The intensive method and global scale of meat demand and subsequent production is also an incredibly damaging industry to the living planet. In a critical report from a group at the University of Oxford published in May, it was stated that reducing meat and dairy products, or avoiding them altogether, is the single biggest way as an individual to reduce your environmental impact. In a similar report, also published by Springmann et al, it was stated that a 90% drop in red meat consumption and reductions in other meat categories are essential to introduce into our lifestyles in an attempt to avoid the effects of climate breakdown.
More than 80% of arable farmland is used for livestock, in both intensive and organic farms, but it produces just 18% of global food calories. We see this a drastic misuse of land, resulting in not only the willing destruction of native habitats, but the production of large amounts of greenhouse gases. Per 100g of beef produced, a further 105kg of greenhouse gases are created.

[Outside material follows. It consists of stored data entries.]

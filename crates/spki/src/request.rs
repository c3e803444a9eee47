//! Wire types of the issuance service.
use std::net::IpAddr;

use serde::{Deserialize, Serialize};
use spki_certs::profile::Profile;

/// Requests a new self-signed root certificate authority.
///
/// ```json
/// {
///   "title": "Example Root",
///   "key": { "algo": "rsa", "size": 2048 },
///   "names": { "CN": "Test CA Root", "O": "Example Organization", "OU": "PKI" },
///   "expiryDays": 3650,
///   "skidPolicy": "sha256"
/// }
/// ```
#[derive(Clone, Debug, Deserialize, PartialEq, Eq)]
#[serde(rename_all = "camelCase")]
pub struct RootRequest {
    #[serde(default)]
    pub title: Option<String>,
    pub key: KeySpec,
    pub names: Names,

    #[serde(alias = "expiry")]
    pub expiry_days: u64,

    /// `hash` or `sha256`, the configured default is used if absent.
    #[serde(default, alias = "subjectKeyIdentifier")]
    pub skid_policy: Option<String>,
}

/// Requests a leaf certificate signed by a previously issued root.
#[derive(Clone, Debug, Deserialize, PartialEq, Eq)]
#[serde(rename_all = "camelCase")]
pub struct LeafRequest {
    #[serde(default)]
    pub title: Option<String>,

    /// The certificate ID of the issuing root.
    pub parent_id: String,
    pub key: KeySpec,
    pub names: Names,

    /// The configured default is used if absent.
    #[serde(default, alias = "expiry")]
    pub expiry_days: Option<u64>,

    #[serde(flatten)]
    pub alternative_names: AlternativeNames,
}

#[derive(Clone, Debug, Deserialize, PartialEq, Eq)]
pub struct KeySpec {
    pub algo: String,

    /// RSA modulus length or ECDSA curve size, ignored for Ed25519.
    #[serde(default)]
    pub size: u32,
}

/// The subject distinguished name.
///
/// Empty optional attributes are treated as absent.
#[derive(Clone, Debug, Default, Deserialize, PartialEq, Eq)]
pub struct Names {
    #[serde(rename = "CN")]
    pub common_name: String,

    #[serde(rename = "C", default)]
    pub country: Option<String>,

    #[serde(rename = "L", default)]
    pub locality: Option<String>,

    #[serde(rename = "ST", default)]
    pub province: Option<String>,

    #[serde(rename = "O", default)]
    pub organization: Option<String>,

    #[serde(rename = "OU", default)]
    pub organizational_unit: Option<String>,
}

#[derive(Clone, Debug, Default, Deserialize, PartialEq, Eq)]
#[serde(rename_all = "camelCase")]
pub struct AlternativeNames {
    #[serde(default)]
    pub dns_names: Vec<String>,

    #[serde(default)]
    pub ip_addresses: Vec<IpAddr>,

    #[serde(default)]
    pub email_addresses: Vec<String>,

    #[serde(default)]
    pub uris: Vec<String>,
}

impl Names {
    pub fn to_profile(&self, alternative_names: AlternativeNames) -> Profile {
        let AlternativeNames {
            dns_names,
            ip_addresses,
            email_addresses,
            uris,
        } = alternative_names;

        Profile::builder()
            .common_name(self.common_name.trim())
            .maybe_country(non_empty(self.country.as_deref()))
            .maybe_province(non_empty(self.province.as_deref()))
            .maybe_locality(non_empty(self.locality.as_deref()))
            .maybe_organization(non_empty(self.organization.as_deref()))
            .maybe_organizational_unit(non_empty(self.organizational_unit.as_deref()))
            .dns_names(dns_names)
            .ip_addresses(ip_addresses)
            .email_addresses(email_addresses)
            .uris(uris)
            .build()
    }
}

fn non_empty(value: Option<&str>) -> Option<String> {
    value
        .map(str::trim)
        .filter(|value| !value.is_empty())
        .map(str::to_owned)
}

/// Returned after a certificate was issued and persisted.
#[derive(Clone, Debug, Serialize, PartialEq, Eq)]
#[serde(rename_all = "camelCase")]
pub struct IssuanceResponse {
    #[serde(rename = "certificatePEM")]
    pub certificate_pem: String,
    pub certificate_id: String,
    pub key_id: String,
}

It is possible that the recommended drop in red meat consumption is a conservative figure, and a route more beneficial to the environment would be to give up the foodstuff altogether, replacing it with plant-based alternatives.
These taxes proposed by Springmann et all, would mean a 16% reduction in the processed meat consumed globally, and would result in the greenhouse gas emissions produced by livestock to reduce by 110m tonnes annually.